### Brief:
Copy out each line featuring the string "Source" from the entries beneath.

### Supplied data:
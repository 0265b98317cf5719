/// Logical font roles the engine selects between when rendering styled
/// text. Providers map each role to an actual face; missing roles fall
/// back along `BoldItalic → Bold → Regular`, `Italic → Regular`, and
/// `Emoji → Regular`.
#[derive(Debug, Clone, Copy, PartialEq, Eq, Hash, PartialOrd, Ord)]
pub enum FontFace {
    Regular,
    Bold,
    Italic,
    BoldItalic,
    Emoji,
}

/// Measurement port consumed by the engine.
///
/// `width_of` must be pure over its inputs: the same (face, size, text)
/// triple always yields the same width. The engine caches on that
/// assumption.
pub trait FontMetrics {
    /// Advance width of `text` at `size` points.
    fn width_of(&self, face: FontFace, size: f64, text: &str) -> f64;

    /// Nominal line box height at `size` points. Explicit line-height
    /// configuration on a text element overrides this.
    fn line_height(&self, face: FontFace, size: f64) -> f64;

    /// Whether the provider carries a dedicated face for this role.
    fn has_face(&self, face: FontFace) -> bool;
}

/// Resolve a requested role against the provider's available faces.
pub fn resolve_face<M: FontMetrics + ?Sized>(metrics: &M, requested: FontFace) -> FontFace {
    use FontFace::*;
    if metrics.has_face(requested) {
        return requested;
    }
    match requested {
        BoldItalic if metrics.has_face(Bold) => Bold,
        _ => Regular,
    }
}

/// Character widths for Helvetica (ASCII 32..=126) in units of 1/1000 em.
/// Source: Adobe Helvetica AFM data.
const HELVETICA_WIDTHS: [u16; 95] = [
    278, // 32 space
    278, // 33 !
    355, // 34 "
    556, // 35 #
    556, // 36 $
    889, // 37 %
    667, // 38 &
    191, // 39 '
    333, // 40 (
    333, // 41 )
    389, // 42 *
    584, // 43 +
    278, // 44 ,
    333, // 45 -
    278, // 46 .
    278, // 47 /
    556, // 48 0
    556, // 49 1
    556, // 50 2
    556, // 51 3
    556, // 52 4
    556, // 53 5
    556, // 54 6
    556, // 55 7
    556, // 56 8
    556, // 57 9
    278, // 58 :
    278, // 59 ;
    584, // 60 <
    584, // 61 =
    584, // 62 >
    556, // 63 ?
    1015, // 64 @
    667, // 65 A
    667, // 66 B
    722, // 67 C
    722, // 68 D
    667, // 69 E
    611, // 70 F
    778, // 71 G
    722, // 72 H
    278, // 73 I
    500, // 74 J
    667, // 75 K
    556, // 76 L
    833, // 77 M
    722, // 78 N
    778, // 79 O
    667, // 80 P
    778, // 81 Q
    722, // 82 R
    667, // 83 S
    611, // 84 T
    722, // 85 U
    667, // 86 V
    944, // 87 W
    667, // 88 X
    667, // 89 Y
    611, // 90 Z
    278, // 91 [
    278, // 92 backslash
    278, // 93 ]
    469, // 94 ^
    556, // 95 _
    333, // 96 `
    556, // 97 a
    556, // 98 b
    500, // 99 c
    556, // 100 d
    556, // 101 e
    278, // 102 f
    556, // 103 g
    556, // 104 h
    222, // 105 i
    222, // 106 j
    500, // 107 k
    222, // 108 l
    833, // 109 m
    556, // 110 n
    556, // 111 o
    556, // 112 p
    556, // 113 q
    333, // 114 r
    500, // 115 s
    278, // 116 t
    556, // 117 u
    500, // 118 v
    722, // 119 w
    500, // 120 x
    500, // 121 y
    500, // 122 z
    334, // 123 {
    260, // 124 |
    334, // 125 }
    584, // 126 ~
];

/// Character widths for Helvetica-Bold (ASCII 32..=126) in 1/1000 em.
/// Source: Adobe Helvetica-Bold AFM data.
const HELVETICA_BOLD_WIDTHS: [u16; 95] = [
    278, // 32 space
    333, // 33 !
    474, // 34 "
    556, // 35 #
    556, // 36 $
    889, // 37 %
    722, // 38 &
    238, // 39 '
    333, // 40 (
    333, // 41 )
    389, // 42 *
    584, // 43 +
    278, // 44 ,
    333, // 45 -
    278, // 46 .
    278, // 47 /
    556, // 48 0
    556, // 49 1
    556, // 50 2
    556, // 51 3
    556, // 52 4
    556, // 53 5
    556, // 54 6
    556, // 55 7
    556, // 56 8
    556, // 57 9
    333, // 58 :
    333, // 59 ;
    584, // 60 <
    584, // 61 =
    584, // 62 >
    611, // 63 ?
    975, // 64 @
    722, // 65 A
    722, // 66 B
    722, // 67 C
    722, // 68 D
    667, // 69 E
    611, // 70 F
    778, // 71 G
    722, // 72 H
    278, // 73 I
    556, // 74 J
    722, // 75 K
    611, // 76 L
    833, // 77 M
    722, // 78 N
    778, // 79 O
    667, // 80 P
    778, // 81 Q
    722, // 82 R
    667, // 83 S
    611, // 84 T
    722, // 85 U
    667, // 86 V
    944, // 87 W
    667, // 88 X
    667, // 89 Y
    611, // 90 Z
    333, // 91 [
    278, // 92 backslash
    333, // 93 ]
    584, // 94 ^
    556, // 95 _
    333, // 96 `
    556, // 97 a
    611, // 98 b
    556, // 99 c
    611, // 100 d
    556, // 101 e
    333, // 102 f
    611, // 103 g
    611, // 104 h
    278, // 105 i
    278, // 106 j
    556, // 107 k
    278, // 108 l
    889, // 109 m
    611, // 110 n
    611, // 111 o
    611, // 112 p
    611, // 113 q
    389, // 114 r
    556, // 115 s
    333, // 116 t
    611, // 117 u
    556, // 118 v
    778, // 119 w
    556, // 120 x
    556, // 121 y
    500, // 122 z
    389, // 123 {
    280, // 124 |
    389, // 125 }
    584, // 126 ~
];

/// Default width for characters outside the mapped range (1/1000 em).
const DEFAULT_WIDTH: u16 = 278;

/// Line box multiplier for the builtin faces.
const BUILTIN_LINE_FACTOR: f64 = 1.2;

/// Metrics provider backed by the builtin Helvetica family.
///
/// The oblique cuts share the upright advance widths (true of the
/// Helvetica AFM data), so only the Regular and Bold tables are stored.
/// There is no emoji face; emoji tokens fall back to Regular.
#[derive(Debug, Default)]
pub struct BuiltinFontMetrics;

impl BuiltinFontMetrics {
    pub fn new() -> Self {
        BuiltinFontMetrics
    }

    /// Width of a character in 1/1000 em units.
    pub fn char_width(face: FontFace, ch: char) -> u16 {
        let code = ch as u32;
        if !(32..=126).contains(&code) {
            return DEFAULT_WIDTH;
        }
        let index = (code - 32) as usize;
        match face {
            FontFace::Regular | FontFace::Italic | FontFace::Emoji => HELVETICA_WIDTHS[index],
            FontFace::Bold | FontFace::BoldItalic => HELVETICA_BOLD_WIDTHS[index],
        }
    }
}

impl FontMetrics for BuiltinFontMetrics {
    fn width_of(&self, face: FontFace, size: f64, text: &str) -> f64 {
        let total: u32 = text
            .chars()
            .map(|ch| Self::char_width(face, ch) as u32)
            .sum();
        total as f64 * size / 1000.0
    }

    fn line_height(&self, _face: FontFace, size: f64) -> f64 {
        size * BUILTIN_LINE_FACTOR
    }

    fn has_face(&self, face: FontFace) -> bool {
        !matches!(face, FontFace::Emoji)
    }
}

### Answer to this exercise:
/// Source: Adobe Helvetica AFM data.
/// Source: Adobe Helvetica-Bold AFM data.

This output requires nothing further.